Figure 2: Screenshot of iPerf client on VM2 in Active-Backup mode
Only the active port in the bond interface is used for traffic forwarding. In this example, the stats of dpdk1 (port: 2, active port) shows all traffic is on dpdk1. A small number of packets on port dpdk0 (port: 1) are related to link negotiation. The OpenFlow port numbers assigned to ports dpdk0 and dpdk1 are port: 1 and port: 2, respectively.

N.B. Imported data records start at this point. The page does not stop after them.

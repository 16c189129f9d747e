// SPDX-License-Identifier: AGPL-3.0-or-later
//
// Copyright (C) 2025 Daniel Negri
//
// This program is free software: you can redistribute it and/or modify
// it under the terms of the GNU Affero General Public License as published by
// the Free Software Foundation, either version 3 of the License, or
// (at your option) any later version.
//
// This program is distributed in the hope that it will be useful,
// but WITHOUT ANY WARRANTY; without even the implied warranty of
// MERCHANTABILITY or FITNESS FOR A PARTICULAR PURPOSE. See the
// GNU Affero General Public License for more details.
//
// You should have received a copy of the GNU Affero General Public License
// along with this program. If not, see <https://www.gnu.org/licenses/>.

//! In-memory ledger store.
//!
//! Rows live in concurrent maps, each mutable row behind its own
//! [`parking_lot::Mutex`]. Multi-row mutations take row locks in a fixed
//! order, `user → product → submission/purchase`, validate every
//! precondition under those locks and only then write. The primitives in this
//! module assume the caller holds the locks they are handed.
//!
//! Tenant scoping is enforced on lookup: a row from another school is
//! reported exactly like a missing one.

use crate::account::{LevelChange, UserAccount, UserData};
use crate::base::{Points, ProductId, PurchaseId, QuestId, SchoolId, SubmissionId, UserId};
use crate::error::EconomyError;
use crate::purchase::{Product, Purchase, PurchaseStatus};
use crate::submission::{Quest, Submission, SubmissionStatus};
use chrono::{DateTime, Utc};
use dashmap::DashMap;
use dashmap::mapref::entry::Entry;
use parking_lot::Mutex;
use std::sync::Arc;
use std::sync::atomic::{AtomicU64, Ordering};

pub(crate) type ProductRow = Arc<Mutex<Product>>;
pub(crate) type SubmissionRow = Arc<Mutex<Submission>>;
pub(crate) type PurchaseRow = Arc<Mutex<Purchase>>;

/// A locked row tagged with its school, so scoping never takes the row lock.
#[derive(Debug)]
struct Scoped<T> {
    school_id: SchoolId,
    row: Arc<Mutex<T>>,
}

impl<T> Scoped<T> {
    fn new(school_id: SchoolId, value: T) -> Self {
        Self {
            school_id,
            row: Arc::new(Mutex::new(value)),
        }
    }

    fn row_in(&self, school_id: SchoolId) -> Option<Arc<Mutex<T>>> {
        (self.school_id == school_id).then(|| Arc::clone(&self.row))
    }
}

#[derive(Debug)]
pub struct Ledger {
    users: DashMap<UserId, Arc<UserAccount>>,
    quests: DashMap<QuestId, Quest>,
    products: DashMap<ProductId, Scoped<Product>>,
    submissions: DashMap<SubmissionId, Scoped<Submission>>,
    /// The single live submission per (user, quest) pair.
    submission_index: DashMap<(UserId, QuestId), SubmissionId>,
    purchases: DashMap<PurchaseId, Scoped<Purchase>>,
    next_submission: AtomicU64,
    next_purchase: AtomicU64,
}

impl Ledger {
    pub fn new() -> Self {
        Self {
            users: DashMap::new(),
            quests: DashMap::new(),
            products: DashMap::new(),
            submissions: DashMap::new(),
            submission_index: DashMap::new(),
            purchases: DashMap::new(),
            next_submission: AtomicU64::new(1),
            next_purchase: AtomicU64::new(1),
        }
    }

    // === Catalog ===

    pub(crate) fn insert_user(
        &self,
        account: UserAccount,
    ) -> Result<Arc<UserAccount>, EconomyError> {
        let user_id = account.user_id();
        match self.users.entry(user_id) {
            Entry::Occupied(_) => Err(duplicate("user", user_id)),
            Entry::Vacant(entry) => Ok(entry.insert(Arc::new(account)).value().clone()),
        }
    }

    pub(crate) fn insert_quest(&self, quest: Quest) -> Result<(), EconomyError> {
        match self.quests.entry(quest.id) {
            Entry::Occupied(_) => Err(duplicate("quest", quest.id)),
            Entry::Vacant(entry) => {
                entry.insert(quest);
                Ok(())
            }
        }
    }

    pub(crate) fn insert_product(&self, product: Product) -> Result<(), EconomyError> {
        match self.products.entry(product.id) {
            Entry::Occupied(_) => Err(duplicate("product", product.id)),
            Entry::Vacant(entry) => {
                entry.insert(Scoped::new(product.school_id, product));
                Ok(())
            }
        }
    }

    pub(crate) fn update_quest<T>(
        &self,
        school_id: SchoolId,
        quest_id: QuestId,
        update: impl FnOnce(&mut Quest) -> T,
    ) -> Result<T, EconomyError> {
        match self.quests.get_mut(&quest_id) {
            Some(mut quest) if quest.school_id == school_id => Ok(update(quest.value_mut())),
            _ => Err(EconomyError::QuestNotFound(quest_id)),
        }
    }

    // === Scoped lookups ===

    pub(crate) fn user_in(
        &self,
        school_id: SchoolId,
        user_id: UserId,
    ) -> Result<Arc<UserAccount>, EconomyError> {
        self.users
            .get(&user_id)
            .map(|account| account.value().clone())
            .filter(|account| account.school_id() == school_id)
            .ok_or(EconomyError::UserNotFound(user_id))
    }

    pub(crate) fn quest_in(
        &self,
        school_id: SchoolId,
        quest_id: QuestId,
    ) -> Result<Quest, EconomyError> {
        self.quests
            .get(&quest_id)
            .filter(|quest| quest.school_id == school_id)
            .map(|quest| quest.value().clone())
            .ok_or(EconomyError::QuestNotFound(quest_id))
    }

    pub(crate) fn product_in(
        &self,
        school_id: SchoolId,
        product_id: ProductId,
    ) -> Result<ProductRow, EconomyError> {
        self.products
            .get(&product_id)
            .and_then(|entry| entry.row_in(school_id))
            .ok_or(EconomyError::ProductNotFound(product_id))
    }

    pub(crate) fn submission_in(
        &self,
        school_id: SchoolId,
        submission_id: SubmissionId,
    ) -> Result<SubmissionRow, EconomyError> {
        self.submissions
            .get(&submission_id)
            .and_then(|entry| entry.row_in(school_id))
            .ok_or(EconomyError::SubmissionNotFound(submission_id))
    }

    pub(crate) fn purchase_in(
        &self,
        school_id: SchoolId,
        purchase_id: PurchaseId,
    ) -> Result<PurchaseRow, EconomyError> {
        self.purchases
            .get(&purchase_id)
            .and_then(|entry| entry.row_in(school_id))
            .ok_or(EconomyError::PurchaseNotFound(purchase_id))
    }

    /// Submission currently occupying the (user, quest) slot.
    pub(crate) fn submission_for(
        &self,
        user_id: UserId,
        quest_id: QuestId,
    ) -> Option<SubmissionRow> {
        let submission_id = *self.submission_index.get(&(user_id, quest_id))?;
        self.submissions
            .get(&submission_id)
            .map(|entry| Arc::clone(&entry.row))
    }

    // === Read models ===

    pub(crate) fn users_in(&self, school_id: SchoolId) -> Vec<Arc<UserAccount>> {
        let mut users: Vec<_> = self
            .all_users()
            .into_iter()
            .filter(|account| account.school_id() == school_id)
            .collect();
        users.sort_by_key(|account| account.user_id());
        users
    }

    pub(crate) fn all_users(&self) -> Vec<Arc<UserAccount>> {
        let mut users: Vec<_> = self.users.iter().map(|account| account.value().clone()).collect();
        users.sort_by_key(|account| (account.school_id(), account.user_id()));
        users
    }

    /// Submissions of one school matching `keep`, oldest first.
    pub(crate) fn submissions_where(
        &self,
        school_id: SchoolId,
        keep: impl Fn(&Submission) -> bool,
    ) -> Vec<Submission> {
        let rows: Vec<_> = self
            .submissions
            .iter()
            .filter_map(|entry| entry.row_in(school_id))
            .collect();
        let mut found: Vec<_> = rows
            .iter()
            .map(|row| row.lock().clone())
            .filter(|submission| keep(submission))
            .collect();
        found.sort_by_key(|submission| (submission.submitted_at, submission.id));
        found
    }

    /// Purchases of one school matching `keep`, ordered by ID.
    pub(crate) fn purchases_where(
        &self,
        school_id: SchoolId,
        keep: impl Fn(&Purchase) -> bool,
    ) -> Vec<Purchase> {
        let rows: Vec<_> = self
            .purchases
            .iter()
            .filter_map(|entry| entry.row_in(school_id))
            .collect();
        let mut found: Vec<_> = rows
            .iter()
            .map(|row| row.lock().clone())
            .filter(|purchase| keep(purchase))
            .collect();
        found.sort_by_key(|purchase| purchase.id);
        found
    }

    // === Transaction primitives ===

    /// Quantity of `product_id` the user holds across non-cancelled purchases.
    ///
    /// Caller holds the user lock, which every purchase insert and cancel also takes.
    pub(crate) fn held_quantity(&self, user: &UserData, product_id: ProductId) -> u32 {
        user.purchases
            .iter()
            .filter_map(|purchase_id| {
                self.purchases
                    .get(purchase_id)
                    .map(|entry| Arc::clone(&entry.row))
            })
            .map(|row| {
                let purchase = row.lock();
                if purchase.product_id == product_id && purchase.status.is_held() {
                    purchase.quantity
                } else {
                    0
                }
            })
            .fold(0u32, u32::saturating_add)
    }

    /// Creates a pending submission and claims the (user, quest) slot.
    ///
    /// Caller holds the user lock and has checked the slot is free.
    pub(crate) fn open_submission(
        &self,
        quest: &Quest,
        user_id: UserId,
        proof: String,
        comment: Option<String>,
        now: DateTime<Utc>,
    ) -> Submission {
        let submission_id = SubmissionId(self.next_submission.fetch_add(1, Ordering::SeqCst));
        let submission = Submission::new(submission_id, quest, user_id, proof, comment, now);
        self.submissions
            .insert(submission_id, Scoped::new(quest.school_id, submission.clone()));
        self.submission_index.insert((user_id, quest.id), submission_id);
        submission
    }

    /// Credits the award and closes the submission as approved, as one unit.
    ///
    /// Caller holds the user and submission locks.
    pub(crate) fn approve(
        &self,
        user: &mut UserData,
        submission: &mut Submission,
        award: Points,
        feedback: Option<String>,
        reviewer: UserId,
        now: DateTime<Utc>,
    ) -> Result<LevelChange, EconomyError> {
        // The only fallible step runs first; nothing is written if it fails.
        let change = user.credit(award)?;
        submission.close(SubmissionStatus::Approved, feedback, reviewer, now);
        submission.awarded = Some(award);
        Ok(change)
    }

    /// Debits the user, takes the stock and records the purchase, as one unit.
    ///
    /// Caller holds the user and product locks and has run every precondition
    /// check against the locked rows.
    pub(crate) fn commit_purchase(
        &self,
        user: &mut UserData,
        product: &mut Product,
        quantity: u32,
        cost: Points,
        now: DateTime<Utc>,
    ) -> Result<(Purchase, LevelChange), EconomyError> {
        product.take_stock(quantity)?;
        let change = match user.debit(cost) {
            Ok(change) => change,
            Err(err) => {
                product.return_stock(quantity)?;
                return Err(err);
            }
        };

        let purchase_id = PurchaseId(self.next_purchase.fetch_add(1, Ordering::SeqCst));
        let purchase = Purchase::new(purchase_id, user.user_id, product, quantity, cost, now);
        self.purchases
            .insert(purchase_id, Scoped::new(product.school_id, purchase.clone()));
        user.purchases.push(purchase_id);
        Ok((purchase, change))
    }

    /// Refunds the stored total, restores the stored quantity and closes the
    /// purchase as cancelled, as one unit.
    ///
    /// Caller holds the user, product and purchase locks.
    pub(crate) fn revert_purchase(
        &self,
        user: &mut UserData,
        product: &mut Product,
        purchase: &mut Purchase,
        reviewer: UserId,
        now: DateTime<Utc>,
    ) -> Result<LevelChange, EconomyError> {
        let change = user.credit(purchase.total_cost)?;
        if let Err(err) = product.return_stock(purchase.quantity) {
            user.debit(purchase.total_cost)?;
            return Err(err);
        }
        purchase.close(PurchaseStatus::Cancelled, reviewer, now);
        Ok(change)
    }
}

impl Default for Ledger {
    fn default() -> Self {
        Self::new()
    }
}

fn duplicate(entity: &'static str, id: impl ToString) -> EconomyError {
    EconomyError::Duplicate {
        entity,
        id: id.to_string(),
    }
}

Figure 3: OpenFlow port statistics on physical host-1 in Active-Backup mode
balance-slb
- Set the link aggregation mode to balance-slb:
ovs-vsctl set port dpdkbond1 bond_mode=balance-slb
- Verify the bond interface configuration by using:
ovs-appctl bond/show
- Create two VLAN logical interfaces on the VNIC port of each VM; the balance-slb load balances the traffic based on the VLAN and source MAC address:
ip link add link eth0 name eth0.10 type vlan id 10 ip link add link eth0 name eth0.20 type vlan id 20
- Assign IP address to the VNIC interfaces of VM1 and VM2:
ip addr flush eth0 ip addr flush eth0.10 ip addr add <ip-addr1> dev eth0.10
10.0.0.1/24 and 10.0.0.5/24 are the <ip-addr1> for VM1 and VM2, respectively, for the logical interface eth0.10.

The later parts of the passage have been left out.